On Wednesday, digital security company Dashlane released its third annual list of the "Worst Password Offenders." 

Kanye West tops the list for his iPhone passcode of 000000, which he displayed in full view of television cameras in the Oval Office. But just behind him is the Pentagon, which made the list for a GAO report that discovered the vulnerabilities plaguing U.S. weapons systems. 

Coming in at number 7 is the White House. The administration made the list this year because of one particular staffer who left his email password at a Washington, D.C., bus stop. 

Other high profile organizations like the United Nations and Google also made the list. 

But these organizations aren't alone in using weak passwords. SplashData released the list of the 25 most common ones.
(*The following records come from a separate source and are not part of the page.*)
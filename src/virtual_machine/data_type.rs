//! Argument data types, native values and type constraints.
//!
//! Every encoded argument starts with a one-byte tag followed by a payload
//! whose width is determined by the tag:
//!
//! | Tag | Type | Payload |
//! |-----|------|---------|
//! | `0x00` | end of variable arguments | 0 |
//! | `0x01` | int32 | 4 |
//! | `0x02` | global variable pointer | 2 |
//! | `0x03` | local variable pointer | 2 |
//! | `0x04` | int8 | 1 |
//! | `0x05` | int16 | 2 |
//! | `0x06` | float32 | 4 |
//! | `0x09` | 8-byte string | 8 |
//! | `0x0E` | length-prefixed string | 1 + length |
//! | `> 0x1F` | inline string (tag is the first character) | 7 |
//!
//! Tags in the gaps are rejected with [`VMError::UnknownDataType`].

use crate::virtual_machine::errors::VMError;
use std::fmt;

/// Largest tag value that denotes a typed argument.
pub const DATA_TYPE_MAX: u8 = 31;

/// Width of an inline string payload (the tag byte is the eighth character).
pub const INLINE_STRING_PAYLOAD: usize = 7;

/// Storage width of a typed allocation.
pub const ALLOCATION_SIZE: usize = 4;

/// Decoded argument tag.
#[derive(Clone, Copy, Debug, PartialEq, Eq, Hash)]
pub enum DataType {
    /// Terminates a variable argument list.
    End,
    /// Signed 32-bit integer.
    Int32,
    /// Absolute byte address of a global variable.
    GlobalVar,
    /// Index into the running thread's local slots.
    LocalVar,
    /// Signed 8-bit integer.
    Int8,
    /// Signed 16-bit integer.
    Int16,
    /// IEEE 754 single-precision float.
    Float32,
    /// Fixed 8-byte, NUL-padded string.
    String8,
    /// String prefixed with its one-byte length.
    VarString,
    /// Type-less string whose tag byte is its first character.
    InlineString(u8),
}

impl DataType {
    /// Classifies a raw tag byte read at `address`.
    pub fn from_tag(tag: u8, address: usize) -> Result<Self, VMError> {
        Ok(match tag {
            0x00 => DataType::End,
            0x01 => DataType::Int32,
            0x02 => DataType::GlobalVar,
            0x03 => DataType::LocalVar,
            0x04 => DataType::Int8,
            0x05 => DataType::Int16,
            0x06 => DataType::Float32,
            0x09 => DataType::String8,
            0x0E => DataType::VarString,
            t if t > DATA_TYPE_MAX => DataType::InlineString(t),
            _ => return Err(VMError::UnknownDataType { tag, address }),
        })
    }

    /// Returns the raw tag byte.
    pub const fn tag(&self) -> u8 {
        match self {
            DataType::End => 0x00,
            DataType::Int32 => 0x01,
            DataType::GlobalVar => 0x02,
            DataType::LocalVar => 0x03,
            DataType::Int8 => 0x04,
            DataType::Int16 => 0x05,
            DataType::Float32 => 0x06,
            DataType::String8 => 0x09,
            DataType::VarString => 0x0E,
            DataType::InlineString(t) => *t,
        }
    }

    /// Returns the fixed payload width, or `None` for length-prefixed strings.
    pub const fn payload_width(&self) -> Option<usize> {
        match self {
            DataType::End => Some(0),
            DataType::Int8 => Some(1),
            DataType::GlobalVar | DataType::LocalVar | DataType::Int16 => Some(2),
            DataType::Int32 | DataType::Float32 => Some(4),
            DataType::String8 => Some(8),
            DataType::InlineString(_) => Some(INLINE_STRING_PAYLOAD),
            DataType::VarString => None,
        }
    }

    pub const fn name(&self) -> &'static str {
        match self {
            DataType::End => "end",
            DataType::Int32 => "int32",
            DataType::GlobalVar => "global_var",
            DataType::LocalVar => "local_var",
            DataType::Int8 => "int8",
            DataType::Int16 => "int16",
            DataType::Float32 => "float32",
            DataType::String8 => "string",
            DataType::VarString => "vstring",
            DataType::InlineString(_) => "inline_string",
        }
    }

    pub const fn is_int(&self) -> bool {
        matches!(self, DataType::Int8 | DataType::Int16 | DataType::Int32)
    }

    pub const fn is_float(&self) -> bool {
        matches!(self, DataType::Float32)
    }

    pub const fn is_var(&self) -> bool {
        matches!(self, DataType::GlobalVar | DataType::LocalVar)
    }

    pub const fn is_string(&self) -> bool {
        matches!(
            self,
            DataType::String8 | DataType::VarString | DataType::InlineString(_)
        )
    }
}

/// A resolved native argument or variable value.
#[derive(Clone, Debug, PartialEq)]
pub enum Value {
    /// Integer of any encoded width, widened to 32 bits.
    Int(i32),
    /// Single-precision float.
    Float(f32),
    /// Decoded string without padding.
    Str(String),
}

impl Value {
    pub const fn type_name(&self) -> &'static str {
        match self {
            Value::Int(_) => "int",
            Value::Float(_) => "float",
            Value::Str(_) => "string",
        }
    }

    /// Encodes the value the way a typed allocation stores it.
    ///
    /// Returns `None` for strings, which cannot be allocated.
    pub fn to_storage(&self) -> Option<(DataType, [u8; ALLOCATION_SIZE])> {
        match self {
            Value::Int(v) => Some((DataType::Int32, v.to_le_bytes())),
            Value::Float(v) => Some((DataType::Float32, v.to_le_bytes())),
            Value::Str(_) => None,
        }
    }
}

impl fmt::Display for Value {
    fn fmt(&self, f: &mut fmt::Formatter<'_>) -> fmt::Result {
        match self {
            Value::Int(v) => write!(f, "{}", v),
            Value::Float(v) => write!(f, "{:.3}", v),
            Value::Str(s) => write!(f, "{:?}", s),
        }
    }
}

/// Declared constraint on one argument slot.
#[derive(Clone, Copy, Debug, PartialEq, Eq)]
pub enum TypeConstraint {
    /// Accepts every data type.
    Any,
    /// int8, int16 or int32.
    Int,
    /// float32.
    Float,
    /// Any integer or float immediate.
    IntOrFloat,
    /// A global or local variable pointer.
    Var,
    /// An integer immediate or a variable pointer.
    IntOrVar,
    /// A float immediate or a variable pointer.
    FloatOrVar,
    /// 8-byte, length-prefixed or inline string.
    String,
    /// Exactly this data type.
    Exact(DataType),
}

impl TypeConstraint {
    /// Whether an argument tagged `data_type` satisfies this constraint.
    pub fn accepts(&self, data_type: DataType) -> bool {
        match self {
            TypeConstraint::Any => true,
            TypeConstraint::Int => data_type.is_int(),
            TypeConstraint::Float => data_type.is_float(),
            TypeConstraint::IntOrFloat => data_type.is_int() || data_type.is_float(),
            TypeConstraint::Var => data_type.is_var(),
            TypeConstraint::IntOrVar => data_type.is_int() || data_type.is_var(),
            TypeConstraint::FloatOrVar => data_type.is_float() || data_type.is_var(),
            TypeConstraint::String => data_type.is_string(),
            TypeConstraint::Exact(expected) => *expected == data_type,
        }
    }

    pub const fn name(&self) -> &'static str {
        match self {
            TypeConstraint::Any => "any",
            TypeConstraint::Int => "int",
            TypeConstraint::Float => "float",
            TypeConstraint::IntOrFloat => "int_or_float",
            TypeConstraint::Var => "var",
            TypeConstraint::IntOrVar => "int_or_var",
            TypeConstraint::FloatOrVar => "float_or_var",
            TypeConstraint::String => "string",
            TypeConstraint::Exact(data_type) => data_type.name(),
        }
    }
}
//! Linear disassembly of the code regions.
//!
//! The map records the start address of every instruction from the start of
//! main code to the end of memory, plus a jump graph from each jump target to
//! the instructions that jump there. It answers "is this an instruction
//! boundary" queries for jump validation and tooling.

use crate::virtual_machine::decoder::Decoder;
use crate::virtual_machine::errors::VMError;
use crate::virtual_machine::isa::FlowKind;
use crate::virtual_machine::memory::Memory;
use crate::virtual_machine::registry::OpcodeRegistry;
use crate::virtual_machine::structure::RegionMap;
use std::collections::BTreeMap;

#[derive(Clone, Debug, Default, PartialEq, Eq)]
pub struct OpcodeMap {
    starts: Vec<usize>,
    jump_sources: BTreeMap<usize, Vec<usize>>,
}

impl OpcodeMap {
    /// Scans from `start` to the end of memory.
    ///
    /// Negative jump targets are resolved through `regions`; without one they
    /// fail with [`VMError::InvalidJumpTarget`]. Any decode failure aborts
    /// the scan.
    pub fn build(
        memory: &Memory,
        registry: &OpcodeRegistry,
        start: usize,
        regions: Option<&RegionMap>,
    ) -> Result<Self, VMError> {
        let decoder = Decoder::new(memory, registry);
        let mut map = OpcodeMap::default();
        let mut address = start;
        while address < memory.size() {
            let decoded = decoder.decode_at(address)?;
            let instruction = &decoded.instruction;
            map.starts.push(address);

            if FlowKind::of(instruction.opcode).has_target()
                && let Some(target) = instruction.args.first().and_then(|a| a.operand().as_int())
            {
                let target = match regions {
                    Some(regions) => regions.resolve_target(address, target)?,
                    None => usize::try_from(target).map_err(|_| VMError::InvalidJumpTarget {
                        target: target as i64,
                        source_address: address,
                    })?,
                };
                map.jump_sources.entry(target).or_default().push(address);
            }
            address = instruction.next_address();
        }
        Ok(map)
    }

    pub fn instruction_starts_at(&self, address: usize) -> bool {
        self.starts.binary_search(&address).is_ok()
    }

    /// Start of the instruction containing `address`.
    pub fn start_of_instruction_at(&self, address: usize) -> Option<usize> {
        let index = self.starts.partition_point(|&s| s <= address);
        index.checked_sub(1).map(|i| self.starts[i])
    }

    pub fn starts(&self) -> &[usize] {
        &self.starts
    }

    /// Addresses of instructions that jump to `target`.
    pub fn jump_sources(&self, target: usize) -> &[usize] {
        self.jump_sources
            .get(&target)
            .map(Vec::as_slice)
            .unwrap_or_default()
    }

    pub fn len(&self) -> usize {
        self.starts.len()
    }

    pub fn is_empty(&self) -> bool {
        self.starts.is_empty()
    }
}
//! Colored hex dumps of script memory and disassembly listings.

use crate::virtual_machine::data_type::{ALLOCATION_SIZE, DataType};
use crate::virtual_machine::decoder::{Instruction, Operand};
use crate::virtual_machine::errors::VMError;
use crate::virtual_machine::memory::Memory;
use crate::virtual_machine::structure::RegionMap;
use crate::virtual_machine::vm::VM;
use std::fmt::{self, Write as _};
use std::io::{self, Write};
use std::ops::Range;
use termcolor::{Color, ColorSpec, WriteColor};

const ROW_WIDTH: usize = 16;

/// Writes `window` as rows of 16 bytes with an ASCII column.
///
/// Typed allocations are colored (int blue, float yellow). When `highlight`
/// is given, its bytes are bold and the globals its operands point at are
/// green.
pub fn dump_memory(
    memory: &Memory,
    window: Range<usize>,
    highlight: Option<&Instruction>,
    out: &mut dyn WriteColor,
) -> io::Result<()> {
    let end = window.end.min(memory.size());
    let start = window.start.min(end) / ROW_WIDTH * ROW_WIDTH;
    let bytes = memory.as_bytes();
    let pointers: Vec<Range<usize>> = highlight
        .map(|instruction| {
            instruction
                .args
                .iter()
                .filter_map(|arg| match arg.operand() {
                    Operand::Global(address) => {
                        let address = address as usize;
                        Some(address..address + ALLOCATION_SIZE)
                    }
                    _ => None,
                })
                .collect()
        })
        .unwrap_or_default();
    let code = highlight.map(|i| i.address..i.next_address());

    for row in (start..end).step_by(ROW_WIDTH) {
        write!(out, "{:08X}  ", row)?;
        for address in row..row + ROW_WIDTH {
            if address < end {
                out.set_color(&byte_color(memory, address, code.as_ref(), &pointers))?;
                write!(out, "{:02X}", bytes[address])?;
                out.reset()?;
                write!(out, " ")?;
            } else {
                write!(out, "   ")?;
            }
        }
        write!(out, " ")?;
        for &byte in &bytes[row..(row + ROW_WIDTH).min(end)] {
            let c = if byte.is_ascii_graphic() || byte == b' ' {
                byte as char
            } else {
                '.'
            };
            write!(out, "{}", c)?;
        }
        writeln!(out)?;
    }
    Ok(())
}

/// Renders the region map followed by every mapped instruction.
///
/// Mission starts get a `:mission_N` label and jump targets list the
/// addresses that jump to them.
pub fn listing(vm: &VM) -> Result<String, VMError> {
    let mut lines = Vec::with_capacity(vm.opcode_map().len());
    for &address in vm.opcode_map().starts() {
        let decoded = vm.decode_at(address)?;
        let opcode = decoded.instruction.opcode;
        let definition = vm
            .registry()
            .definition(opcode)
            .ok_or(VMError::UnknownOpcode { opcode, address })?;
        lines.push((address, decoded.render(definition)));
    }

    let mut out = String::new();
    // writing into a String cannot fail
    let _ = write_listing(&mut out, vm, &lines);
    Ok(out)
}

fn write_listing(out: &mut String, vm: &VM, lines: &[(usize, String)]) -> fmt::Result {
    let regions = vm.regions();
    write_regions(out, regions)?;
    for (address, text) in lines {
        if let Some(id) = regions.missions.iter().position(|m| m.start() == address) {
            writeln!(out, "\n:mission_{}", id)?;
        }
        write!(out, "{:08}  {}", address, text)?;
        let sources = vm.opcode_map().jump_sources(*address);
        if !sources.is_empty() {
            let list: Vec<String> = sources.iter().map(|s| format!("{:08}", s)).collect();
            write!(out, "  ; from {}", list.join(", "))?;
        }
        writeln!(out)?;
    }
    Ok(())
}

fn write_regions(out: &mut String, regions: &RegionMap) -> fmt::Result {
    let ranges = [
        ("memory", &regions.memory),
        ("models", &regions.models),
        ("mission table", &regions.mission_table),
        ("main code", &regions.main_code),
        ("mission code", &regions.mission_code),
    ];
    for (name, range) in ranges {
        writeln!(out, "; {:<13} {:08}..{:08}", name, range.start, range.end)?;
    }
    for (index, name) in regions.model_names.iter().enumerate() {
        writeln!(out, "; model {} {}", -(index as i64), name)?;
    }
    Ok(())
}

fn byte_color(
    memory: &Memory,
    address: usize,
    code: Option<&Range<usize>>,
    pointers: &[Range<usize>],
) -> ColorSpec {
    let mut spec = ColorSpec::new();
    if pointers.iter().any(|p| p.contains(&address)) {
        spec.set_fg(Some(Color::Green));
    } else if let Some((_, allocation)) = memory.allocation_covering(address) {
        match allocation.data_type {
            DataType::Float32 => spec.set_fg(Some(Color::Yellow)),
            _ => spec.set_fg(Some(Color::Blue)),
        };
    }
    if code.is_some_and(|c| c.contains(&address)) {
        spec.set_bold(true);
    }
    spec
}
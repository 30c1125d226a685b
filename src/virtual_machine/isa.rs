//! Opcode identity and the built-in control opcode table.
//!
//! An opcode is a 16-bit little-endian value. The high bit of the high byte
//! (bit 15) is the negation flag: a conditional opcode carrying it stores the
//! inverse of its result. [`undo_negation`] is the single place that strips it.
//!
//! The [`for_each_builtin_opcode!`](crate::for_each_builtin_opcode) macro
//! holds the canonical definitions of the opcodes the engine implements
//! itself (thread control, jumps, conditions and plain variable stores) and
//! invokes a callback macro for code generation. This module generates:
//! - The [`BuiltinOpcode`] enum with its opcode, symbol and flow class
//! - Typed parameter lists consumed by the registry
//!
//! Everything else in a game's catalogue is data-driven and comes from the
//! definition files (see [`definitions`](super::definitions)).

use crate::virtual_machine::data_type::TypeConstraint;
use crate::virtual_machine::registry::Param;
use std::fmt;
use std::str::FromStr;

/// Negation flag in the raw opcode word.
pub const NEGATION_BIT: u16 = 0x8000;

/// Encoded opcode width in bytes.
pub const OPCODE_LEN: usize = 2;

/// Canonical (non-negated) opcode.
#[derive(Clone, Copy, Debug, PartialEq, Eq, Hash, PartialOrd, Ord)]
pub struct OpcodeId(pub u16);

impl OpcodeId {
    /// Raw opcode word with the negation flag applied.
    pub const fn with_negation(self, negated: bool) -> u16 {
        if negated {
            self.0 | NEGATION_BIT
        } else {
            self.0
        }
    }

    pub const fn to_le_bytes(self, negated: bool) -> [u8; OPCODE_LEN] {
        self.with_negation(negated).to_le_bytes()
    }
}

/// Splits a raw opcode word into its canonical id and negation flag.
pub const fn undo_negation(raw: u16) -> (OpcodeId, bool) {
    (OpcodeId(raw & !NEGATION_BIT), raw & NEGATION_BIT != 0)
}

impl fmt::Display for OpcodeId {
    fn fmt(&self, f: &mut fmt::Formatter<'_>) -> fmt::Result {
        write!(f, "{:04X}", self.0)
    }
}

impl FromStr for OpcodeId {
    type Err = String;

    fn from_str(s: &str) -> Result<Self, Self::Err> {
        if s.len() != 4 {
            return Err(format!("opcode '{}' must be 4 hex digits", s));
        }
        let raw = u16::from_str_radix(s, 16).map_err(|e| format!("opcode '{}': {}", s, e))?;
        Ok(undo_negation(raw).0)
    }
}

/// Control-flow class of an opcode, a property of its identity.
#[derive(Clone, Copy, Debug, PartialEq, Eq)]
pub enum FlowKind {
    Plain,
    UnconditionalJump,
    ConditionalJump,
    Terminator,
}

impl FlowKind {
    pub fn of(opcode: OpcodeId) -> FlowKind {
        BuiltinOpcode::from_id(opcode)
            .map(|b| b.flow())
            .unwrap_or(FlowKind::Plain)
    }

    /// Whether the first argument names a code address.
    pub const fn has_target(&self) -> bool {
        matches!(self, FlowKind::UnconditionalJump | FlowKind::ConditionalJump)
    }
}

/// Invokes a callback macro with the built-in opcode definition list.
///
/// Parameter kinds are [`TypeConstraint`] variant names, or `VarArgs` for a
/// variadic slot terminated by an end marker.
#[macro_export]
macro_rules! for_each_builtin_opcode {
    ($callback:ident) => {
        $callback! {
            // =========================
            // Threads
            // =========================
            /// 0001 wait time ; sleeps the running thread for `time` ticks
            Wait = 0x0001, "wait", Plain => [time: IntOrVar],
            /// 004E terminate_this_script ; sleeps the running thread forever
            TerminateThisScript = 0x004E, "terminate_this_script", Terminator => [],
            /// 004F start_new_script_with_args label, args... ; new thread with locals
            StartNewScriptWithArgs = 0x004F, "start_new_script_with_args", ConditionalJump => [args: VarArgs],
            /// 00D7 start_new_script label ; new thread at label
            StartNewScript = 0x00D7, "start_new_script", ConditionalJump => [label: IntOrVar],
            /// 03A4 script_name name ; names the running thread
            ScriptName = 0x03A4, "script_name", Plain => [name: String],
            /// 0417 start_mission id ; mission thread at the mission's start
            StartMission = 0x0417, "start_mission", Plain => [mission: IntOrVar],

            // =========================
            // Jumps and calls
            // =========================
            /// 0002 goto label
            Goto = 0x0002, "goto", UnconditionalJump => [label: IntOrVar],
            /// 004D goto_if_false label ; jumps when the condition block is false
            GotoIfFalse = 0x004D, "goto_if_false", ConditionalJump => [label: IntOrVar],
            /// 0050 gosub label ; pushes the return address
            Gosub = 0x0050, "gosub", Plain => [label: IntOrVar],
            /// 0051 return ; pops the return address
            Return = 0x0051, "return", Plain => [],

            // =========================
            // Conditions
            // =========================
            /// 00D6 andor mode ; opens a condition block
            Andor = 0x00D6, "andor", Plain => [mode: Int],
            /// 0018 is_int_var_greater_than_number var, value
            IsIntVarGreaterThanNumber = 0x0018, "is_int_var_greater_than_number", Plain => [var: Var, value: Int],
            /// 0038 is_int_var_equal_to_number var, value
            IsIntVarEqualToNumber = 0x0038, "is_int_var_equal_to_number", Plain => [var: Var, value: Int],

            // =========================
            // Variables
            // =========================
            /// 0004 set_var_int $var, value
            SetVarInt = 0x0004, "set_var_int", Plain => [var: Var, value: Int],
            /// 0005 set_var_float $var, value
            SetVarFloat = 0x0005, "set_var_float", Plain => [var: Var, value: Float],
            /// 0006 set_lvar_int lvar, value
            SetLvarInt = 0x0006, "set_lvar_int", Plain => [var: Var, value: Int],
            /// 0007 set_lvar_float lvar, value
            SetLvarFloat = 0x0007, "set_lvar_float", Plain => [var: Var, value: Float],
            /// 0008 add_val_to_int_var $var, value
            AddValToIntVar = 0x0008, "add_val_to_int_var", Plain => [var: Var, value: IntOrVar],
        }
    };
}

macro_rules! define_builtin_opcodes {
    (
        $(
            $(#[$doc:meta])*
            $name:ident = $opcode:literal, $symbol:literal, $flow:ident => [
                $( $field:ident : $kind:ident ),* $(,)?
            ]
        ),* $(,)?
    ) => {
        /// Opcodes with behavior implemented by the engine.
        #[derive(Copy, Clone, Debug, Eq, PartialEq)]
        pub enum BuiltinOpcode {
            $(
                $(#[$doc])*
                $name,
            )*
        }

        impl BuiltinOpcode {
            pub const ALL: &'static [BuiltinOpcode] = &[ $( BuiltinOpcode::$name, )* ];

            pub const fn id(&self) -> OpcodeId {
                match self {
                    $( BuiltinOpcode::$name => OpcodeId($opcode), )*
                }
            }

            pub const fn from_id(id: OpcodeId) -> Option<Self> {
                match id.0 {
                    $( $opcode => Some(BuiltinOpcode::$name), )*
                    _ => None,
                }
            }

            /// Returns the symbolic name used in listings and traces.
            pub const fn symbol(&self) -> &'static str {
                match self {
                    $( BuiltinOpcode::$name => $symbol, )*
                }
            }

            pub const fn flow(&self) -> FlowKind {
                match self {
                    $( BuiltinOpcode::$name => FlowKind::$flow, )*
                }
            }

            pub fn params(&self) -> Vec<Param> {
                match self {
                    $( BuiltinOpcode::$name => vec![ $( define_builtin_opcodes!(@param $field, $kind) ),* ], )*
                }
            }
        }
    };

    (@param $field:ident, VarArgs) => {
        Param::variadic(stringify!($field), TypeConstraint::Any)
    };
    (@param $field:ident, $kind:ident) => {
        Param::single(stringify!($field), TypeConstraint::$kind)
    };
}

for_each_builtin_opcode!(define_builtin_opcodes);

#[cfg(test)]
mod tests {
    use super::*;
    use crate::virtual_machine::registry::ParamKind;
    use std::collections::HashSet;

    #[test]
    fn negation_bit_is_high_bit_of_second_byte() {
        let raw = u16::from_le_bytes([0x4D, 0x80]);
        let (id, negated) = undo_negation(raw);
        assert_eq!(id, OpcodeId(0x004D));
        assert!(negated);
        assert_eq!(id.to_le_bytes(negated), [0x4D, 0x80]);
    }

    #[test]
    fn plain_opcode_is_not_negated() {
        let (id, negated) = undo_negation(0x0417);
        assert_eq!(id, OpcodeId(0x0417));
        assert!(!negated);
        assert_eq!(id.with_negation(false), 0x0417);
    }

    #[test]
    fn negation_round_trip_for_every_word() {
        for raw in 0..=u16::MAX {
            let (id, negated) = undo_negation(raw);
            assert_eq!(id.with_negation(negated), raw);
        }
    }

    #[test]
    fn display_and_parse() {
        assert_eq!(OpcodeId(0x4D).to_string(), "004D");
        assert_eq!("03a4".parse::<OpcodeId>().unwrap(), OpcodeId(0x03A4));
        assert_eq!("804D".parse::<OpcodeId>().unwrap(), OpcodeId(0x004D));
        assert!("4D".parse::<OpcodeId>().is_err());
        assert!("zzzz".parse::<OpcodeId>().is_err());
    }

    #[test]
    fn builtin_ids_are_unique_and_resolvable() {
        let mut seen = HashSet::new();
        for builtin in BuiltinOpcode::ALL {
            assert!(seen.insert(builtin.id()), "duplicate {}", builtin.id());
            assert_eq!(BuiltinOpcode::from_id(builtin.id()), Some(*builtin));
        }
    }

    #[test]
    fn flow_classification() {
        assert_eq!(FlowKind::of(OpcodeId(0x0002)), FlowKind::UnconditionalJump);
        for id in [0x004D, 0x004F, 0x00D7] {
            assert_eq!(FlowKind::of(OpcodeId(id)), FlowKind::ConditionalJump);
        }
        assert_eq!(FlowKind::of(OpcodeId(0x004E)), FlowKind::Terminator);
        assert_eq!(FlowKind::of(OpcodeId(0x0001)), FlowKind::Plain);
        assert_eq!(FlowKind::of(OpcodeId(0x0999)), FlowKind::Plain);
    }

    #[test]
    fn params_follow_table() {
        let params = BuiltinOpcode::StartNewScriptWithArgs.params();
        assert_eq!(params.len(), 1);
        assert_eq!(params[0].kind, ParamKind::Variadic(TypeConstraint::Any));

        let params = BuiltinOpcode::SetVarFloat.params();
        assert_eq!(params[0].name, "var");
        assert_eq!(params[1].kind, ParamKind::Single(TypeConstraint::Float));
        assert!(BuiltinOpcode::Return.params().is_empty());
    }
}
At the top of that list are "123456" and "password." In general, passwords on this list were short, simple and very easy to crack. SplashData created the list by evaluating 5 million passwords that had been linked online over the course of the year, Gizmodo reports

So, what kind of password should you use to avoid these big mistakes? 

There are a few things you can do. First, start using passphrases instead of passwords. Create something long but easy for a human to memorize. While it may be easy for you to memorize a song lyric or a sentence, the more characters a password has, the harder it is for a computer to crack.  

Enabling two-factor authentication is still one of the best ways to back up your password and protect yourself online. This security feature is available on almost every email service and social media platform, so take advantage.

And never, ever reuse passwords. If one of your accounts is breached, that could mean a hacker has access to every account.